Scientists led by Professor Alexander Holleitner, physicist at the Technische Universität Muenchen (TUM), have found a way to directly measure the time during which photo-excited electrons flow in nanoscale photodetectors (“Time-Resolved Picosecond Photocurrents in Contacted Carbon Nanotubes“).
In solar cells and photodetectors, an optical radiation excites electrons to higher energy states thereby a photocurrent begins to flow. They could resolve the photocurrents on a picosecond time-scale which is about one-hundred times faster than is possible by conventional methods (a picosecond is one part in a billion of a millisecond). Most importantly, that is the time-scale at which electrons propagate in nanoscale photodetectors.
The reported method employs stripline circuits with a THz-band width, which are read-out by an ultrafast pump-probe laser spectroscopy.

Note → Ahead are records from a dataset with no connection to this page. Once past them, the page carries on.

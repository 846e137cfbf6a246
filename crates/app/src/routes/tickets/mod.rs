pub mod detail;
pub mod list;
pub mod new;
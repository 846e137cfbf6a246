use dioxus::prelude::*;
use shared_types::TicketResponse;

// ── Ticket Server Functions ────────────────────────────

/// Fetch a single ticket belonging to the calling user.
#[server]
pub async fn get_ticket(id: String) -> Result<TicketResponse, ServerFnError> {
    use crate::db::get_db;
    use crate::error_convert::AppErrorExt;
    use crate::repo::ticket;
    use shared_types::AppError;
    use uuid::Uuid;

    let claims = crate::api::auth::require_auth()?;

    let uuid = Uuid::parse_str(&id)
        .map_err(|_| AppError::bad_request("Invalid ticket id").into_server_fn_error())?;

    let db = get_db().await;
    let row = ticket::find_by_id(db, claims.sub, uuid)
        .await
        .map_err(|e| e.into_server_fn_error())?
        .ok_or_else(|| AppError::not_found("Ticket not found").into_server_fn_error())?;

    Ok(TicketResponse::from(row))
}

/// List the calling user's tickets, newest first.
#[server]
pub async fn list_tickets() -> Result<Vec<TicketResponse>, ServerFnError> {
    use crate::db::get_db;
    use crate::error_convert::AppErrorExt;
    use crate::repo::ticket;

    let claims = crate::api::auth::require_auth()?;

    let db = get_db().await;
    let rows = ticket::list_by_user(db, claims.sub)
        .await
        .map_err(|e| e.into_server_fn_error())?;

    Ok(rows.into_iter().map(TicketResponse::from).collect())
}

/// Open a new ticket for the calling user.
#[server]
pub async fn create_ticket(
    product: String,
    description: String,
) -> Result<TicketResponse, ServerFnError> {
    use crate::db::get_db;
    use crate::error_convert::{AppErrorExt, ValidateRequest};
    use crate::repo::ticket;
    use shared_types::{AppError, CreateTicketRequest};

    let claims = crate::api::auth::require_auth()?;

    let req = CreateTicketRequest {
        product,
        description,
    };
    req.validate_request()
        .map_err(|e| e.into_server_fn_error())?;

    if !shared_types::is_valid_product(&req.product) {
        return Err(AppError::bad_request("Unknown product").into_server_fn_error());
    }

    let db = get_db().await;
    let row = ticket::create(db, claims.sub, req)
        .await
        .map_err(|e| e.into_server_fn_error())?;

    tracing::info!(user_id = claims.sub, ticket_id = %row.id, "Ticket created");
    Ok(TicketResponse::from(row))
}

/// Move a ticket to 'closed'. A closed ticket stays closed.
#[server]
pub async fn close_ticket(id: String) -> Result<TicketResponse, ServerFnError> {
    use crate::db::get_db;
    use crate::error_convert::AppErrorExt;
    use crate::repo::ticket;
    use shared_types::{AppError, TicketStatus};
    use uuid::Uuid;

    let claims = crate::api::auth::require_auth()?;

    let uuid = Uuid::parse_str(&id)
        .map_err(|_| AppError::bad_request("Invalid ticket id").into_server_fn_error())?;

    let db = get_db().await;
    let row = ticket::set_status(db, claims.sub, uuid, TicketStatus::Closed.as_str())
        .await
        .map_err(|e| e.into_server_fn_error())?
        .ok_or_else(|| AppError::not_found("Ticket not found").into_server_fn_error())?;

    tracing::info!(user_id = claims.sub, ticket_id = %row.id, "Ticket closed");
    Ok(TicketResponse::from(row))
}

/// Delete a ticket and all of its notes.
#[server]
pub async fn delete_ticket(id: String) -> Result<(), ServerFnError> {
    use crate::db::get_db;
    use crate::error_convert::AppErrorExt;
    use crate::repo::ticket;
    use shared_types::AppError;
    use uuid::Uuid;

    let claims = crate::api::auth::require_auth()?;

    let uuid = Uuid::parse_str(&id)
        .map_err(|_| AppError::bad_request("Invalid ticket id").into_server_fn_error())?;

    let db = get_db().await;
    let deleted = ticket::delete(db, claims.sub, uuid)
        .await
        .map_err(|e| e.into_server_fn_error())?;

    if !deleted {
        return Err(AppError::not_found("Ticket not found").into_server_fn_error());
    }

    tracing::info!(user_id = claims.sub, ticket_id = %uuid, "Ticket deleted");
    Ok(())
}
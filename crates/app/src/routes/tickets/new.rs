use dioxus::prelude::*;
use shared_types::{AppError, PRODUCTS};
use shared_ui::{
    use_toast, Card, CardContent, CardHeader, CardTitle, FormSelect, Input, PageHeader, PageTitle,
    Textarea,
};
use std::collections::HashMap;

use crate::auth::use_auth;
use crate::routes::Route;

/// Form for opening a new support ticket.
#[component]
pub fn TicketNewPage() -> Element {
    let auth = use_auth();
    let toast = use_toast();

    let mut product = use_signal(|| PRODUCTS[0].to_string());
    let mut description = use_signal(String::new);
    let mut field_errors = use_signal(HashMap::<String, String>::new);
    let mut submitting = use_signal(|| false);

    let (user_name, user_email) = auth
        .current_user
        .read()
        .as_ref()
        .map(|u| (u.name.clone(), u.email.clone()))
        .unwrap_or_default();

    let handle_submit = move |evt: FormEvent| async move {
        evt.prevent_default();
        submitting.set(true);
        field_errors.set(HashMap::new());

        match server::api::create_ticket(product(), description()).await {
            Ok(_) => {
                toast.success("Ticket created");
                navigator().push(Route::TicketListPage {});
            }
            Err(e) => {
                let err_str = e.to_string();
                let fe = AppError::parse_field_errors(&err_str);
                if fe.is_empty() {
                    toast.error(AppError::friendly_message(&err_str));
                } else {
                    field_errors.set(fe);
                }
            }
        }
        submitting.set(false);
    };

    rsx! {
        PageHeader {
            PageTitle { "Create New Ticket" }
        }

        Card {
            CardHeader {
                CardTitle { "Please fill out the form below" }
            }
            CardContent {
                div { class: "ticket-form-identity",
                    Input { label: "Customer Name", value: user_name, disabled: true }
                    Input { label: "Customer Email", value: user_email, disabled: true }
                }

                form { onsubmit: handle_submit,
                    FormSelect {
                        label: "Product",
                        value: product(),
                        onchange: move |e: Event<FormData>| product.set(e.value()),
                        for p in PRODUCTS {
                            option { value: *p, "{p}" }
                        }
                    }

                    Textarea {
                        label: "Description of the issue",
                        placeholder: "Describe what went wrong",
                        value: description(),
                        on_input: move |e: FormEvent| description.set(e.value()),
                    }
                    if let Some(err) = field_errors().get("description") {
                        div { class: "form-field-error", "{err}" }
                    }

                    button {
                        r#type: "submit",
                        class: "button ticket-form-submit",
                        disabled: submitting(),
                        if submitting() { "Submitting..." } else { "Submit" }
                    }
                }
            }
        }
    }
}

The researchers demonstrated the technique on carbon nanotubes with a diameter of only a nanometer (one millionth of a millimeter), which were electronically contacted by metal strip lines. The results allowed the researchers to directly measure the speed of photo-excited electrons which is about 375 times slower than the speed of light.
The insights and analytic opportunities made possible by the presented technique are relevant to a whole range of applications. These include, most notably, the further development of optoelectronic components such as nanoscale photodetectors, photoswitches, and solar cells.
The studies were funded by the Cluster of Excellence Nanosystems Initiative Munich (NIM) of the Deutsche Forschungsgemeinschaft, the Center for NanoScience (CeNS), and LMUexcellent.